Which variables do we include when using regression as a predictor?
All the variables, regardless of their statistical significance
What is another main use of regression?
To find marginal effects
Describe a marginal effect.
The impact of a one-unit change in X on E(Y |X).
What is the marginal effect in linear regression?
The coefficient of the variables.
What is differentiation used for in statistics?
- Compute marginal effects from regressions
- Find the minimum or maximum point of mathematical functions
Define ‘estimand’.
The unknown parameter(s) that we aim to estimate [e.g. E(Y )]
Define ‘estimator’.
Functions of sample data which we use to learn about
the estimands.
[e.g. the sample mean mean estimator 1n (sum of n (i) =1 y(i) ]
Define ‘estimate’.
Particular values of estimators that are realised in a given sample dataset.
[e.g. the mean of a sample µ]
What are the estimands in regression?
The βs, the true population coefficients.
What are the estimators in regression?
The OLS regression function.
What are the estimates in regression?
The βˆs, the estimated coefficients from our
regression.
Why is there uncertainty in statistics?
Due to the process of sampling, we observe only one of many possible estimates from the full population. Our sample mean or regression coefficient is an imprecise estimate of the true population estimand.
Why is the sampling distribution of the estimator important?

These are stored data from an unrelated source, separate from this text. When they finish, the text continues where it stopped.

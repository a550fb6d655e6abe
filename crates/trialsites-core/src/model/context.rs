// crates/trialsites-core/src/model/context.rs
use super::non_blank;
use super::site::Coordinates;
use serde::{Deserialize, Serialize};
use std::collections::BTreeSet;

/// How the user constrained the search geographically.
///
/// Deserializes from the short names (`"ZIP"`) as well as the values the
/// search form stores (`"search-location-zip"`).
#[derive(Clone, Copy, Debug, Default, PartialEq, Eq, Hash, Serialize, Deserialize)]
pub enum LocationMode {
    #[default]
    #[serde(rename = "search-location-all", alias = "ALL")]
    All,
    #[serde(rename = "search-location-zip", alias = "ZIP")]
    Zip,
    #[serde(rename = "search-location-country", alias = "COUNTRY")]
    Country,
    #[serde(rename = "search-location-hospital", alias = "HOSPITAL")]
    Hospital,
    #[serde(rename = "search-location-nih", alias = "NIH")]
    Nih,
}

/// A US state picked in the search form.
#[derive(Clone, Debug, PartialEq, Eq, Hash, Serialize, Deserialize)]
pub struct StateRef {
    pub abbr: String,
    #[serde(default)]
    pub name: String,
}

impl StateRef {
    pub fn new(abbr: impl Into<String>, name: impl Into<String>) -> Self {
        Self {
            abbr: abbr.into(),
            name: name.into(),
        }
    }
}

/// Snapshot of the geographic part of the search form.
#[derive(Clone, Debug, Default, PartialEq, Serialize, Deserialize)]
#[serde(rename_all = "camelCase", default)]
pub struct SearchContext {
    #[serde(alias = "location")]
    pub location_mode: LocationMode,
    pub zip: Option<String>,
    pub zip_coords: Option<Coordinates>,
    #[serde(alias = "zipRadius")]
    pub zip_radius_miles: Option<f64>,
    pub country: Option<String>,
    pub states: Vec<StateRef>,
    pub city: Option<String>,
    pub va_only: bool,
}

impl SearchContext {
    /// Unrestricted search.
    pub fn all() -> Self {
        Self::default()
    }

    /// Radius search around an already geocoded zip code.
    pub fn zip(zip: impl Into<String>, coords: Coordinates, radius_miles: f64) -> Self {
        Self {
            location_mode: LocationMode::Zip,
            zip: Some(zip.into()),
            zip_coords: Some(coords),
            zip_radius_miles: Some(radius_miles),
            ..Self::default()
        }
    }

    pub fn country(country: impl Into<String>) -> Self {
        Self {
            location_mode: LocationMode::Country,
            country: Some(country.into()),
            ..Self::default()
        }
    }

    pub fn hospital() -> Self {
        Self {
            location_mode: LocationMode::Hospital,
            ..Self::default()
        }
    }

    pub fn nih() -> Self {
        Self {
            location_mode: LocationMode::Nih,
            ..Self::default()
        }
    }

    pub fn with_states<I>(mut self, states: I) -> Self
    where
        I: IntoIterator<Item = StateRef>,
    {
        self.states = states.into_iter().collect();
        self
    }

    pub fn with_city(mut self, city: impl Into<String>) -> Self {
        self.city = Some(city.into());
        self
    }

    pub fn with_va_only(mut self, va_only: bool) -> Self {
        self.va_only = va_only;
        self
    }

    pub fn country_name(&self) -> Option<&str> {
        non_blank(&self.country)
    }

    /// The city constraint, if any. A blank city means "any city".
    pub fn city_name(&self) -> Option<&str> {
        non_blank(&self.city)
    }

    /// Distinct state abbreviations picked in the form; order is irrelevant.
    pub fn state_abbrs(&self) -> BTreeSet<&str> {
        self.states.iter().map(|s| s.abbr.as_str()).collect()
    }
}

The sampling distribution of the estimator shows the probability of different estimates over repeated samples.
List the 4 sampling distribution facts.
- Mean is the true β
- Normally distributed (Central Limit Theorem)
- Can estimate its variance from the sample variance
- The standard error is its standard deviation
How do we create a sampling distribution in R?
By using simulation
How do we approximate the sampling distribution?
By calculating the standard error (standard deviation).
Define the sample variance.
An unbiased estimator of the variance of the true
sampling distribution of any β(j) from a multiple regression.
When do we say β is statistically significant?
If, under the null hypothesis, it would only have occurred 5% of the time or less, e.g. when |t| > 1.96.
What does the standard error say?
The bigger it is, the more uncertainty we have about the true value of β.
When do we reject the null hypothesis?
When α = 0.05, reject the null hypothesis when |t| > 1.96, e.g. reject when p < 0.05 under the null hypothesis
When do we accept the null hypothesis?
If the 95% confidence interval contains 0, we cannot reject the null hypothesis.
What is the Pseudo-Bayesian Approach?
A different approach involves directly simulating the sampling distribution, and using it to quantify uncertainty unlike using the standard deviation.
How would we take n draws in R?
rnorm(n,mean=,sd=)
When is simulation most useful?
When we want to show uncertainty about a
function of the coefficients such as the predicted outcome for a given set of X variables.
Write the 5 steps to using simulation.
- Estimate a regression model
- Create n simulations of the coefficients using the multivariate normal distribution [in R, use the sims() command in the arm package]
- For each set of n simulated coefficients, calculate the function required, storing the results
- The 95% confidence interval is the 0.025th and 0.975th values of the vector from (3) [95% of possible values are contained within it]
- The standard error is the standard deviation of the vector from (3)
What does the command %*% do in R?
Carries out matrix multiplication, e.g. (pred.outcomes <- values %*% t(coefs))
What is coefs?
A matrix with 1000 rows and five columns (each row is a simulation).
What is values?
A vector of X used for prediction: 1 row and five columns